There are many other leg and foot injuries associated with weakness of the gluteus medius. Trigger points, or muscle knots, are also commonly formed throughout the leg muscles when the gluteus medius is weak. These can be treated with a foam roll program or manual therapy from a physical therapist.
How Can I Tell if My Gluteus Medius Is Weak?
There are many quick tests to tell if you have weak gluteus medius muscles. First, you can stand in front of a mirror on one leg. For example, stand on your right leg. Perform a single-leg squat. If your left hip drops during the squat or if your right knee rotates inward, this can be a sign of gluteus medius weakness.
What Do I Do if My Gluteus Medius Is Weak?
Because weak hips cause knee pain, you’ll want to focus on your gluteus medius during your strength training. Many exercises can be performed to target this essential muscle of your hip. First, you should see a physical therapist to have the strength of your gluteus medius and other gluteal muscles assessed. Next, you should begin a hip and core strengthening program to target these muscles in order to treat or prevent hip, knee, and other lower extremity injuries.
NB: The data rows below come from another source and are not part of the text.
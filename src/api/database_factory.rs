use std::fs;
use serde_json::json;
use crate::api::config::{ config_path, var_or };
use crate::api::models::MoodEntry;
use crate::api::{ Database, MoodService, ResourceService };

const DEFAULT_DATABASE_FILE_PATH: &str = ".cocktail-of-the-day/ratings.db";

pub struct DatabaseFactory {}

impl DatabaseFactory {
    pub fn create_or_panic(resource_service: &ResourceService) -> Database {
        let file_path = config_path(&var_or("DATABASE_FILE_PATH", DEFAULT_DATABASE_FILE_PATH));
        log::info!("{}", resource_service.render("opening_database_info_message_template", &json!({ "path": file_path.display().to_string() })));
        if let Some(parent) = file_path.parent() {
            if let Err(error) = fs::create_dir_all(parent) {
                panic!("Couldn't create database directory \"{}\": {}", parent.display(), error);
            }
        }
        let database = match Database::open(&file_path) {
            Ok(database) => database,
            Err(error) => panic!("Couldn't open database \"{}\": {}", file_path.display(), error)
        };
        if let Ok(moods_seed_file_path) = dotenv::var("MOODS_SEED_FILE_PATH") {
            Self::seed_moods_or_panic(resource_service, &database, &moods_seed_file_path);
        }
        database
    }

    /// Seeds `Moods` from a JSON array of `{id, mood}`, only while the table is empty.
    fn seed_moods_or_panic(resource_service: &ResourceService, database: &Database, moods_seed_file_path: &str) {
        let mood_service = MoodService::new(resource_service.clone(), database.clone());
        match mood_service.is_empty() {
            Ok(true) => {},
            Ok(false) => return,
            Err(error) => panic!("Couldn't inspect moods table: {}", error)
        }
        let file_path = config_path(moods_seed_file_path);
        let path = file_path.display().to_string();
        let entries: Vec<MoodEntry> = match fs::read_to_string(&file_path) {
            Ok(seed_json) => match serde_json::from_str(&seed_json) {
                Ok(entries) => entries,
                Err(error) => panic!("{}", resource_service.render("reading_moods_seed_file_error_message_template", &json!({ "path": path, "error": error.to_string() })))
            },
            Err(error) => panic!("{}", resource_service.render("reading_moods_seed_file_error_message_template", &json!({ "path": path, "error": error.to_string() })))
        };
        match mood_service.seed_moods(&entries) {
            Ok(count) => log::info!("{}", resource_service.render("seeded_moods_info_message_template", &json!({ "count": count, "path": path }))),
            Err(error) => panic!("Couldn't seed moods: {}", error)
        }
    }
}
Common gluteus medius exercises for knee pain include:
- Pistol (or one-legged) squat: This type of squat targets your hip structure and helps you regain strength in these muscles.
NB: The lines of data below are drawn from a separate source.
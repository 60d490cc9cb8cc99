use chrono::Local;
use crate::api::models::{ AggregateRating, CocktailDetail, Message, RatingSubmission };
use crate::client::{ ClientError, CocktailApi, SessionContext };

pub const FAILED_TO_LOAD: &str = "Failed to load the cocktail of the day.";

#[derive(Debug, Clone, PartialEq)]
pub struct RenderedView {
    pub cocktail_id: Option<String>,
    pub text: String
}

#[derive(Debug, Clone, PartialEq)]
pub enum RateOutcome {
    Submitted(Message),
    AlreadyRated
}

/// Step one: the session's cocktail, fetched once and then served from the cache.
async fn fetch_detail(session: &mut SessionContext, api: &dyn CocktailApi) -> Result<CocktailDetail, ClientError> {
    if let Some(cached) = &session.cached_cocktail {
        return Ok(cached.clone());
    }
    let detail = api.cocktail_of_the_day().await?;
    log::debug!("session {} cached cocktail {}", session.id, detail.id);
    session.cached_cocktail = Some(detail.clone());
    Ok(detail)
}

/// Step two: always fresh, never cached.
async fn fetch_rating(api: &dyn CocktailApi, cocktail_id: &str) -> Result<AggregateRating, ClientError> {
    api.average_rating(cocktail_id).await
}

/// Runs both steps and renders once, after the rating resolved or fell back to "Not rated".
pub async fn load_cocktail_of_the_day(session: &mut SessionContext, api: &dyn CocktailApi) -> RenderedView {
    let detail = match fetch_detail(session, api).await {
        Ok(detail) => detail,
        Err(error) => {
            log::warn!("session {} couldn't load the cocktail of the day: {}", session.id, error);
            return RenderedView { cocktail_id: None, text: FAILED_TO_LOAD.to_string() };
        }
    };
    let rating = match fetch_rating(api, &detail.id).await {
        Ok(rating) => rating,
        Err(error) => {
            log::warn!("session {} couldn't load the rating of {}: {}", session.id, detail.id, error);
            AggregateRating::not_rated()
        }
    };
    RenderedView { cocktail_id: Some(detail.id.clone()), text: render(&detail, &rating) }
}

/// Submits a rating unless this session already rated the cocktail.
pub async fn rate(session: &mut SessionContext, api: &dyn CocktailApi, cocktail_id: &str, rating: i64) -> Result<RateOutcome, ClientError> {
    if session.has_rated(cocktail_id) {
        return Ok(RateOutcome::AlreadyRated);
    }
    let submission = RatingSubmission {
        id: cocktail_id.to_string(),
        rating,
        date: Some(Local::now().date_naive())
    };
    let message = api.submit_rating(&submission).await?;
    session.rated_ids.insert(cocktail_id.to_string());
    Ok(RateOutcome::Submitted(message))
}

pub fn render(detail: &CocktailDetail, rating: &AggregateRating) -> String {
    let mut text = format!("{}\n", detail.name);
    text.push_str(&match rating.rating_count {
        0 => format!("Rating: {}\n", rating.average_rating),
        1 => format!("Rating: {} (1 rating)\n", rating.average_rating),
        count => format!("Rating: {} ({} ratings)\n", rating.average_rating, count)
    });
    if let Some(thumbnail_url) = &detail.thumbnail_url {
        text.push_str(&format!("Image: {}\n", thumbnail_url));
    }
    let ingredients = detail.ingredients();
    if !ingredients.is_empty() {
        text.push_str("\nIngredients:\n");
        for ingredient in ingredients {
            text.push_str(&match ingredient.measure {
                Some(measure) => format!("- {} {}\n", measure, ingredient.name),
                None => format!("- {}\n", ingredient.name)
            });
        }
    }
    if let Some(instructions) = &detail.instructions {
        text.push_str(&format!("\nInstructions:\n{}\n", instructions.trim()));
    }
    text
}
mod database;
mod database_factory;
mod mood_service;
mod period;
mod rating_service;
mod recipe_gateway;
mod recipe_gateway_factory;
mod resource_service;
mod resource_service_factory;
pub mod config;
pub mod models;
#[cfg(any(test, feature = "mock-api"))]
pub mod mock;

pub use database::*;
pub use database_factory::*;
pub use mood_service::*;
pub use period::*;
pub use rating_service::*;
pub use recipe_gateway::*;
pub use recipe_gateway_factory::*;
pub use resource_service::*;
pub use resource_service_factory::*;
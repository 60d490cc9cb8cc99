mod aggregate_rating;
mod api_error;
mod cocktail_detail;
mod generic_error;
mod message;
mod mood_entry;
mod rating_submission;
mod top_rated;
pub mod resources_xml;

pub use aggregate_rating::*;
pub use api_error::*;
pub use cocktail_detail::*;
pub use generic_error::*;
pub use message::*;
pub use mood_entry::*;
pub use rating_submission::*;
pub use top_rated::*;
- Pelvic drop exercise: This exercise strengthens your weak gluteus medius.
- Lateral hip raises: With an exercise band around your ankles, perform these raises while lying on your side to target your hips.
- Gait retraining: Often, weak hip muscles can cause your gait to be thrown off, which may cause knee pain. A physical therapist can run through exercises with you to improve your gait.
Check out this video to learn more about exercises for knee pain:
How Do I Avoid Putting Stress on My Knees and Hips?
If you’re recovering from an injury because of your weak hips, be sure to follow the strengthening exercises your physical therapist gave you. You may feel like you want to immediately get back up to exercising the way you were before the injury, but give your knees and hips time to heal. Exercise lightly on a regular basis with floor exercises, hand weights, gentle yoga, or swimming.
Are My Weak Hips Causing My Knee Pain?
Continual knee pain is not a good sign, especially for runners still wanting to train and improve their skills. If you’re struggling with painful knees, a physical therapist can perform an assessment of your hip mobility and strength to determine if your gluteus medius muscle is weak. They’ll be able to relieve the stress on your knees by strengthening your hips.